男の子の育児には、もっと「父の力」が必要だ 「しからない育児」には限界がある
では、そのズレに対する意識を少し変えてみませんか? ズレとは、こちらの予想と違う、あるいは予想以上の言動をされること。そんなズレを矯正するのではなく、あるがままに受け入れて、その違いをぜひ楽しんでほしいのです。
男の子の育児を楽しんでいるお母さんたちからは、こんなフレーズが聞こえてきます。
「そこがうちの子のいいところ」
「男の子ってそういうもの」
「わからないからおもしろい!」
そう言えるようになるまでには、気持ちの切り替えやあきらめの境地も必要だったでしょう。でも、そんなお母さんたちは、みんなどこか楽しそう。次にどんな予想外のことをしでかしてくれるのか? それを楽しむのが、お母さんにとっての男子育児の醍醐味といえるのではないでしょうか。
夫婦でする子育ての意味
最後に、お父さんが育児にかかわる意味について、お話したいと思います。
今、「しからない」育児というのがちょっとしたブームで、お父さんお母さんの双方が「優しいママ」となっているケースが増えています。

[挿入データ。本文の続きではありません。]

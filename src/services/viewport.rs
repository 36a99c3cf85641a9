//! Pan/zoom state for the flow canvas.
//!
//! Each axis keeps a committed value and an in-flight gesture value. What is
//! drawn is always `compose(committed, in_flight)`; ending a gesture folds the
//! in-flight value into the committed one and resets it to identity. Nothing
//! here feeds back into layout.

use std::time::Duration;

use serde::{Deserialize, Serialize};

use crate::models::{Point, Size, ViewportSettings};

#[derive(Debug, Clone, Copy, PartialEq, Eq, Serialize, Deserialize)]
pub enum ViewportState {
    Idle,
    Panning,
    Zooming,
    /// Pan and zoom gestures active at the same time.
    PanningAndZooming,
}

/// Scale about `anchor`, then translate by `offset`.
#[derive(Debug, Clone, Copy, PartialEq, Serialize, Deserialize)]
pub struct ViewTransform {
    pub scale: f64,
    pub offset: Point,
    pub anchor: Point,
}

impl ViewTransform {
    pub fn identity(anchor: Point) -> Self {
        Self {
            scale: 1.0,
            offset: Point::ZERO,
            anchor,
        }
    }

    pub fn apply(&self, p: Point) -> Point {
        Point::new(
            self.anchor.x + (p.x - self.anchor.x) * self.scale + self.offset.x,
            self.anchor.y + (p.y - self.anchor.y) * self.scale + self.offset.y,
        )
    }

    pub fn is_identity(&self) -> bool {
        self.scale == 1.0 && self.offset == Point::ZERO
    }
}

#[derive(Debug, Clone)]
struct ResetAnimation {
    from_scale: f64,
    from_offset: Point,
    elapsed: Duration,
    duration: Duration,
}

impl ResetAnimation {
    fn progress(&self) -> f64 {
        if self.duration.is_zero() {
            return 1.0;
        }
        (self.elapsed.as_secs_f64() / self.duration.as_secs_f64()).min(1.0)
    }
}

#[derive(Debug, Clone)]
pub struct ViewportController {
    settings: ViewportSettings,
    anchor: Point,
    committed_scale: f64,
    in_flight_scale: Option<f64>,
    committed_offset: Point,
    in_flight_offset: Option<Point>,
    reset_animation: Option<ResetAnimation>,
}

impl ViewportController {
    pub fn new(settings: ViewportSettings, canvas: Size) -> Self {
        Self {
            settings,
            anchor: canvas.center(),
            committed_scale: 1.0,
            in_flight_scale: None,
            committed_offset: Point::ZERO,
            in_flight_offset: None,
            reset_animation: None,
        }
    }

    pub fn set_canvas(&mut self, canvas: Size) {
        self.anchor = canvas.center();
    }

    pub fn state(&self) -> ViewportState {
        match (self.in_flight_offset.is_some(), self.in_flight_scale.is_some()) {
            (false, false) => ViewportState::Idle,
            (true, false) => ViewportState::Panning,
            (false, true) => ViewportState::Zooming,
            (true, true) => ViewportState::PanningAndZooming,
        }
    }

    pub fn committed_scale(&self) -> f64 {
        self.committed_scale
    }

    pub fn committed_offset(&self) -> Point {
        self.committed_offset
    }

    pub fn is_animating(&self) -> bool {
        self.reset_animation.is_some()
    }

    // --- magnification ---

    pub fn begin_zoom(&mut self) {
        self.reset_animation = None;
        self.in_flight_scale = Some(1.0);
    }

    /// `multiplier` is the gesture's cumulative magnification since it began.
    pub fn update_zoom(&mut self, multiplier: f64) {
        if self.in_flight_scale.is_none() {
            self.begin_zoom();
        }
        if multiplier.is_finite() && multiplier > 0.0 {
            self.in_flight_scale = Some(multiplier);
        }
    }

    pub fn end_zoom(&mut self) {
        if let Some(multiplier) = self.in_flight_scale.take() {
            self.committed_scale = self.clamp_scale(self.committed_scale * multiplier);
            log::debug!("[Viewport] zoom committed at {:.3}", self.committed_scale);
        }
    }

    pub fn cancel_zoom(&mut self) {
        self.in_flight_scale = None;
    }

    // --- drag ---

    pub fn begin_pan(&mut self) {
        self.reset_animation = None;
        self.in_flight_offset = Some(Point::ZERO);
    }

    /// `translation` is the drag's cumulative delta since it began.
    pub fn update_pan(&mut self, translation: Point) {
        if self.in_flight_offset.is_none() {
            self.begin_pan();
        }
        if translation.x.is_finite() && translation.y.is_finite() {
            self.in_flight_offset = Some(translation);
        }
    }

    pub fn end_pan(&mut self) {
        if let Some(delta) = self.in_flight_offset.take() {
            self.committed_offset = Point::new(self.committed_offset.x + delta.x, self.committed_offset.y + delta.y);
            log::debug!(
                "[Viewport] pan committed at ({:.1}, {:.1})",
                self.committed_offset.x,
                self.committed_offset.y
            );
        }
    }

    pub fn cancel_pan(&mut self) {
        self.in_flight_offset = None;
    }

    // --- reset ---

    /// Double-tap reset. Committed state is identity as soon as this returns;
    /// the displayed transform eases back over `reset_duration_ms`.
    pub fn reset(&mut self) {
        let shown = self.target_transform();
        self.in_flight_scale = None;
        self.in_flight_offset = None;
        self.committed_scale = 1.0;
        self.committed_offset = Point::ZERO;
        self.reset_animation = if shown.is_identity() {
            None
        } else {
            Some(ResetAnimation {
                from_scale: shown.scale,
                from_offset: shown.offset,
                elapsed: Duration::ZERO,
                duration: Duration::from_millis(self.settings.reset_duration_ms),
            })
        };
    }

    /// Advances the reset animation, if any.
    pub fn tick(&mut self, dt: Duration) {
        if let Some(anim) = self.reset_animation.as_mut() {
            anim.elapsed += dt;
            if anim.progress() >= 1.0 {
                self.reset_animation = None;
            }
        }
    }

    /// The transform to draw with right now.
    pub fn transform(&self) -> ViewTransform {
        let target = self.target_transform();
        let Some(anim) = &self.reset_animation else {
            return target;
        };

        let t = ease_in_out(anim.progress());
        ViewTransform {
            scale: lerp(anim.from_scale, target.scale, t),
            offset: Point::new(
                lerp(anim.from_offset.x, target.offset.x, t),
                lerp(anim.from_offset.y, target.offset.y, t),
            ),
            anchor: self.anchor,
        }
    }

    fn target_transform(&self) -> ViewTransform {
        let scale = self.clamp_scale(self.committed_scale * self.in_flight_scale.unwrap_or(1.0));
        let delta = self.in_flight_offset.unwrap_or(Point::ZERO);
        ViewTransform {
            scale,
            offset: Point::new(self.committed_offset.x + delta.x, self.committed_offset.y + delta.y),
            anchor: self.anchor,
        }
    }

    /// Bounds are ordered before clamping; non-finite or non-positive values
    /// read as 1.0.
    fn clamp_scale(&self, scale: f64) -> f64 {
        let finite_or_one = |v: f64| if v.is_finite() && v > 0.0 { v } else { 1.0 };
        let a = finite_or_one(self.settings.min_scale);
        let b = finite_or_one(self.settings.max_scale);
        finite_or_one(scale).max(a.min(b)).min(a.max(b))
    }
}

fn lerp(a: f64, b: f64, t: f64) -> f64 {
    a + (b - a) * t
}

fn ease_in_out(t: f64) -> f64 {
    t * t * (3.0 - 2.0 * t)
}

仮に、子どもが落ちている石を口に入れようとしたとします。極端なことをいえば、なんでも許容していたのでは、それすらも認めてしまうことになります。
そこで必要なのが「父性」という力です。父性は、「してはいけない行動がある」「言ってはいけない言葉がある」「この社会にはルールがある」といったことを伝える役割を担っています。先ほどの落ちている石を口に運ぼうとする子どもに、「食べちゃダメ!」「それはバッチィよ」などと行動をやめさせるのは、父性による力です(父性はお父さんだけにあるわけではなく、お母さんが担ってもいいわけです)。
母性も父性も一方だけではなく、両方の力がバランスよく必要なのです。
たとえば、お母さんひとりでは、与えられる選択肢は少なく、またパターン化しがちです。それが、お父さんが加われば、遊び方や声のかけ方、抱っこの仕方、褒め方、しかり方などが単純に2 倍になります。お父さんの野太い声、ごつごつとした手、広い背中など、ママとは違うものに触れ合うことは、実は子どもの成長には大切なことです。
最近は、シングルマザー、シングルファーザーの家庭も増えています。シングルでの子育てが難しいのは、ひとりで「許容する役と止める役」、あるいは「褒め役としかり役」をこなさないといけない点です。これは、かなりしんどいです。だからこそ、周囲の人たちの手を借りてほしいと思います。
これはどの家庭の子どもにもいえることで、周囲の人たち、たとえば、おじいさん、おばあさん、親戚、近所の人、大きいお友達、園の先生、保育士、児童館など育児支援センターのスタッフといった人たちに協力してもらえると、なおいいですね。